*** EXERCISE MATERIAL Section Begins ***

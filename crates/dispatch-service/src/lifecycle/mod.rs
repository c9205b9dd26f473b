//! 请求生命周期管理

pub mod manager;

pub use manager::RequestLifecycleManager;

*** EXERCISE MATERIAL Section Ends ***

TASK BRIEF: Type out the records again exactly, line for line.

EXERCISE RESULT:
filename crates/dispatch-service/src/lifecycle/mod.rs
repository c9205b9dd26f473b
//! 请求生命周期管理

pub mod manager;

pub use manager::RequestLifecycleManager;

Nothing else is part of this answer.